Incubation time, days

Figure 2-7 Relationship between the carbonaceous, nitrogenous, and total BOD. Source: Principles of surface water quality modeling and control by R. V. Thomann and J. A. Mueller, © 1987, Reprinted by permission of Pearson Education, Inc., Upper Saddle River, NJ.

Incubation time, days

Figure 2-7 Relationship between the carbonaceous, nitrogenous, and total BOD. Source: Principles of surface water quality modeling and control by R. V. Thomann and J. A. Mueller, © 1987, Reprinted by permission of Pearson Education, Inc., Upper Saddle River, NJ.

BODu: Ultimate BOD of the carbonaceous and nitrogenous components of oxygen consumption at completion of both the carbonaceous decomposition and nitrification processes.

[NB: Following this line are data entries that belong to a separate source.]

// Bind paths
//
//  Copyright (C) 2024 wixrs contributors.
//
//  This file is part of wixrs.
//
//  This program is free software: you can redistribute it and/or modify
//  it under the terms of the GNU General Public License as published by
//  the Free Software Foundation, either version 3 of the License, or
//  (at your option) any later version.
//
//  This program is distributed in the hope that it will be useful,
//  but WITHOUT ANY WARRANTY; without even the implied warranty of
//  MERCHANTABILITY or FITNESS FOR A PARTICULAR PURPOSE.  See the
//  GNU General Public License for more details.
//
//  You should have received a copy of the GNU General Public License
//  along with this program.  If not, see <http://www.gnu.org/licenses/>.

//! Bind paths.
//!
//! A bind path is a directory searched for the source files named by
//!   symbols,
//!     such as the `Source` of a `File`.
//! Bind paths may be named,
//!   in which case they are searched only for sources beginning with
//!   `!(bindpath.NAME)`;
//!     unnamed bind paths are searched for all other relative sources,
//!       in the order in which they were added.
//!
//! Separate lists of bind paths are kept for each [`BindStage`] so that
//!   the target and updated images of a patch can be located
//!   independently of the image being built.

use std::fmt::{self, Display};
use std::path::{Path, PathBuf, MAIN_SEPARATOR};
use std::str::FromStr;

/// Image that a file is being located for.
#[derive(Debug, Clone, Copy, PartialEq, Eq, Hash, Default)]
pub enum BindStage {
    #[default]
    Normal,
    Target,
    Updated,
}

impl BindStage {
    fn index(self) -> usize {
        match self {
            Self::Normal => 0,
            Self::Target => 1,
            Self::Updated => 2,
        }
    }
}

impl Display for BindStage {
    fn fmt(&self, f: &mut fmt::Formatter<'_>) -> fmt::Result {
        f.write_str(match self {
            Self::Normal => "normal",
            Self::Target => "target",
            Self::Updated => "updated",
        })
    }
}

/// A directory searched for source files.
#[derive(Debug, Clone, PartialEq, Eq)]
pub struct BindPath {
    pub name: Option<String>,
    pub path: PathBuf,
}

impl BindPath {
    pub fn unnamed<P: Into<PathBuf>>(path: P) -> Self {
        Self {
            name: None,
            path: path.into(),
        }
    }

    pub fn named<S: Into<String>, P: Into<PathBuf>>(name: S, path: P) -> Self {
        Self {
            name: Some(name.into()),
            path: path.into(),
        }
    }
}

/// Parse `NAME=PATH` or `PATH`.
///
/// A single character before `=` is taken to be part of the path
///   rather than a name.
impl FromStr for BindPath {
    type Err = String;

    fn from_str(s: &str) -> Result<Self, Self::Err> {
        if s.is_empty() {
            return Err("empty bind path".into());
        }

        match s.split_once('=') {
            Some((name, path)) if name.len() > 1 && !path.is_empty() => {
                Ok(Self::named(name, path))
            }
            Some((_, "")) => Err(format!("bind path `{s}` has no path")),
            _ => Ok(Self::unnamed(s)),
        }
    }
}

/// Prefix restricting a source to named bind paths.
const BINDPATH_PREFIX: &str = "!(bindpath.";

/// Bind paths for each [`BindStage`].
#[derive(Debug, Clone, Default, PartialEq, Eq)]
pub struct BindPaths([Vec<BindPath>; 3]);

impl BindPaths {
    pub fn new() -> Self {
        Self::default()
    }

    pub fn add(&mut self, stage: BindStage, path: BindPath) {
        self.0[stage.index()].push(path);
    }

    pub fn get(&self, stage: BindStage) -> &[BindPath] {
        &self.0[stage.index()]
    }

    /// Locate the file `source` for `stage`.
    ///
    /// Returns [`None`] if no existing file was found;
    ///   the caller may then consult other means of locating the file.
    pub fn resolve(&self, source: &str, stage: BindStage) -> Option<PathBuf> {
        if let Some((name, rest)) = split_bindpath_prefix(source) {
            let rest = normalize(rest);

            return self
                .get(stage)
                .iter()
                .filter(|bp| bp.name.as_deref() == Some(name))
                .map(|bp| bp.path.join(&rest))
                .find(|candidate| candidate.is_file());
        }

        let source = normalize(source);
        let path = Path::new(&source);

        if path.is_absolute() {
            return path.is_file().then(|| path.to_path_buf());
        }

        self.get(stage)
            .iter()
            .filter(|bp| bp.name.is_none())
            .map(|bp| bp.path.join(path))
            .chain(std::iter::once(path.to_path_buf()))
            .find(|candidate| candidate.is_file())
    }
}

/// Split `!(bindpath.NAME)rest` into `NAME` and `rest`.
fn split_bindpath_prefix(source: &str) -> Option<(&str, &str)> {
    let rest = source.strip_prefix(BINDPATH_PREFIX)?;
    let (name, rest) = rest.split_once(')')?;

    Some((name, rest.trim_start_matches(['\\', '/'])))
}

/// Use the separator of the host for both `/` and `\`.
fn normalize(source: &str) -> String {
    source
        .chars()
        .map(|c| match c {
            '/' | '\\' => MAIN_SEPARATOR,
            c => c,
        })
        .collect()
}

The length of time needed to reach the "ultimate" endpoints of the carbonaceous and nitrogenous components designated in Figure 2-7 (CBODu and NBODu) depends on several factors, including the composition of the wastewater and the corresponding rate of decomposition for its components. For predominately labile fractions of organic carbon that are easy for bacteria to decompose (e.g., mostly sugars, short chain molecules), decomposition can be completed within about 20 to 30 days. In contrast, for refractory organic matter that is strongly resistant to bacterial decomposition (e.g., mostly cellulose, long chain molecules such as pulp and paper waste), complete decomposition might require an incubation period of anywhere from 100 to 200 days. Decomposition rates for a sample of wastewater effluent from a POTW with secondary treatment, consequently, tend to be lower than rates for raw wastewater because the easily decomposed sugars have already been removed by the treatment process.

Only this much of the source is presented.